It brings a lump up into my throat when a horse runs. I don't mean all horses but some. I can pick them nearly every time. It's in my blood like in the blood of race track niggers and trainers. Even when they just go slop-jogging along with a little nigger on their backs I can tell a winner. If my throat hurts and it's hard for me to swallow, that's him. He'll run like Sam Hill when you let him out. If he don't win every time it'll be a wonder and because they've got him in a pocket behind another or he was pulled or got off bad at the post or something. If I wanted to be a gambler like Henry Rieback's father I could get rich. I know I could and Henry says so too. All I would have to do is to wait 'til that hurt comes when I see a horse and then bet every cent. That's what I would do if I wanted to be a gambler, but I don't.

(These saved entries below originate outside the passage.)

use std::fmt;

use serde::{de, ser};

use crate::marker::TypeTag;

pub type Result<T, E = Error> = std::result::Result<T, E>;

#[derive(Clone, Debug, PartialEq)]
pub enum Error {
    /// A child was requested from a terminal value, or from a composite that has been overwritten
    /// and is no longer backed by the original bytes.
    NotNavigable,
    /// A reference pointed at an identity that was never registered.
    UnknownIdentity(u32),
    /// An identity was registered a second time, bound to a different value.
    DuplicateIdentity(u32),
    /// A delta or apply operation was invoked on a node other than the root.
    NotRoot,
    /// Delta computation was requested on a tree whose graph uses shared or cyclic references.
    ReferencesUnsupported,
    /// A value could not be read as, or converted to, the requested type.
    TypeMismatch {
        expected: TypeTag,
        actual: TypeTag,
    },
    /// A child index past the end of its container was requested.
    IndexOutOfRange { index: usize, len: usize },
    /// A node below an overwritten ancestor was mutated. Its change could never reach the delta.
    Detached,
    /// Basic wire encoding failure
    BadEncode(String),
    /// Data ended before a value could be fully read.
    LengthTooShort {
        step: &'static str,
        actual: usize,
        expected: usize,
    },
    /// Parsing hit the nesting depth limit.
    ParseLimit(String),
    /// A patch was malformed, or referenced bytes outside the original buffer.
    BadPatch(String),
    /// Occurs when serde serialization or deserialization fails
    SerdeFail(String),
}

impl fmt::Display for Error {
    fn fmt(&self, f: &mut fmt::Formatter) -> fmt::Result {
        match *self {
            Error::NotNavigable => f.write_str("Value has no navigable children"),
            Error::UnknownIdentity(id) => write!(f, "No value registered for identity {}", id),
            Error::DuplicateIdentity(id) => {
                write!(f, "Identity {} is already bound to a different value", id)
            }
            Error::NotRoot => f.write_str("Operation is only valid on the root node"),
            Error::ReferencesUnsupported => {
                f.write_str("Delta computation is not supported for graphs with shared references")
            }
            Error::TypeMismatch { expected, actual } => {
                write!(f, "Expected a value of type {}, but found {}", expected, actual)
            }
            Error::IndexOutOfRange { index, len } => write!(
                f,
                "Child index {} is out of range for a container of {} children",
                index, len
            ),
            Error::Detached => f.write_str("Value lies below an overwritten ancestor"),
            Error::BadEncode(ref err) => write!(f, "Basic data encoding failure: {}", err),
            Error::LengthTooShort {
                step,
                actual,
                expected,
            } => write!(
                f,
                "Expected data length {}, but got {} on step [{}]",
                expected, actual, step
            ),
            Error::ParseLimit(ref err) => write!(f, "Hit parsing limit: {}", err),
            Error::BadPatch(ref err) => write!(f, "Malformed patch: {}", err),
            Error::SerdeFail(ref msg) => f.write_str(msg),
        }
    }
}

impl std::error::Error for Error {}

impl ser::Error for Error {
    fn custom<T: fmt::Display>(msg: T) -> Self {
        Error::SerdeFail(msg.to_string())
    }
}

impl de::Error for Error {
    fn custom<T: fmt::Display>(msg: T) -> Self {
        Error::SerdeFail(msg.to_string())
    }
}
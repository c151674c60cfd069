//! cachepack keeps encoded values in a binary format and lets them be read and edited in place,
//! without decoding or re-encoding any more of them than necessary. The goal is to make a
//! cache entry cheap to inspect and cheap to update, and to ship only what changed.
//!
//! To meet this goal, it provides:
//!
//! - A [`ValueTree`] over an immutable encoded buffer
//! 	- Only the root is parsed up front; children are parsed when first asked for by index
//! 	- Child lookups resume from the nearest already-parsed sibling, so walking a container
//! 		front to back costs one pass
//! 	- Values are decoded on first read and cached
//! - In-place mutation with dirty tracking
//! 	- Writing a value marks that node dirty and counts the original bytes it displaces
//! 	- [`ValueTree::get_changes`] produces a patch against the original buffer: either a diff of
//! 		copy/append operations, or a flat replacement once most of the bytes have changed
//! 	- [`apply_patch`] rebuilds the new buffer from the original and a patch
//! - Shared and cyclic values through integer identities and references
//! - A pluggable [`ScalarCodec`] for the payloads of scalar values
//! - Serde support for reading any node as a `Deserialize` type and writing any `Serialize` type
//! 	into a node, with user types resolved through a [`TypeContext`]

mod codec;
mod context;
mod delta;
mod depth_tracking;
mod encode;
mod error;
mod marker;
mod options;
mod parse;
mod registry;
mod tree;
mod value;

pub mod de;
pub mod patch;
pub mod ser;

pub use self::codec::{ScalarCodec, WireCodec};
pub use self::context::TypeContext;
pub use self::delta::DeltaFormat;
pub use self::encode::encode;
pub use self::error::{Error, Result};
pub use self::marker::{Marker, TypeTag};
pub use self::options::TreeOptions;
pub use self::patch::{apply_patch, Patch, PatchOp, PatchReader};
pub use self::registry::ReferenceRegistry;
pub use self::tree::{NodeId, Span, ValueTree};
pub use self::value::Value;

/// The maximum nesting depth of composite values accepted by default.
pub const MAX_DEPTH: usize = 100;

/// The maximum number of values a single read may produce by expanding references.
pub const MAX_EXPANDED_VALUES: usize = 1 << 20;

/// Default percentage of dirty bytes at which a patch becomes a flat replacement.
pub const DEFAULT_REPLACE_THRESHOLD: u8 = 67;
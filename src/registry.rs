//! Identity side table for shared and cyclic values.

use std::collections::BTreeMap;

use crate::error::{Error, Result};

/// Maps the small integer identities used by shared values to the value each one names.
///
/// A value tree keeps at most one of these, created the first time an identity is seen, and
/// binds each identity to the span of bytes it names. Nodes never hold the registry; it is passed
/// into whatever parse or decode step needs it.
#[derive(Clone, Debug)]
pub struct ReferenceRegistry<V> {
    entries: BTreeMap<u32, V>,
}

impl<V> Default for ReferenceRegistry<V> {
    fn default() -> Self {
        Self {
            entries: BTreeMap::new(),
        }
    }
}

impl<V: PartialEq> ReferenceRegistry<V> {
    pub fn new() -> Self {
        Self::default()
    }

    /// Bind `id` to `value`. Registering the same value again is allowed; binding an identity
    /// that already names a different value fails with [`Error::DuplicateIdentity`].
    pub fn register(&mut self, id: u32, value: V) -> Result<()> {
        match self.entries.get(&id) {
            Some(existing) if *existing == value => Ok(()),
            Some(_) => Err(Error::DuplicateIdentity(id)),
            None => {
                self.entries.insert(id, value);
                Ok(())
            }
        }
    }

    /// Look up the value bound to `id`, failing with [`Error::UnknownIdentity`] if there is none.
    pub fn lookup(&self, id: u32) -> Result<&V> {
        self.entries.get(&id).ok_or(Error::UnknownIdentity(id))
    }

    pub fn len(&self) -> usize {
        self.entries.len()
    }

    pub fn is_empty(&self) -> bool {
        self.entries.is_empty()
    }

    pub fn iter(&self) -> impl Iterator<Item = (u32, &V)> {
        self.entries.iter().map(|(id, v)| (*id, v))
    }
}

When you're at the tracks in the morning—not the race tracks but the training tracks around Beckersville—you don't see a horse, the kind I've been talking about, very often, but it's nice anyway. Any thoroughbred, that is sired right and out of a good mare and trained by a man that knows how, can run. If he couldn't what would he be there for and not pulling a plow?
Well, out of the stables they come and the boys are on their backs and it's lovely to be there. You hunch down on top of the fence and itch inside you. Over in the sheds the niggers giggle and sing. Bacon is being fried and coffee made. Everything smells lovely. Nothing smells better than coffee and manure and horses and niggers and bacon frying and pipes being smoked out of doors on a morning like that. It just gets you, that's what it does.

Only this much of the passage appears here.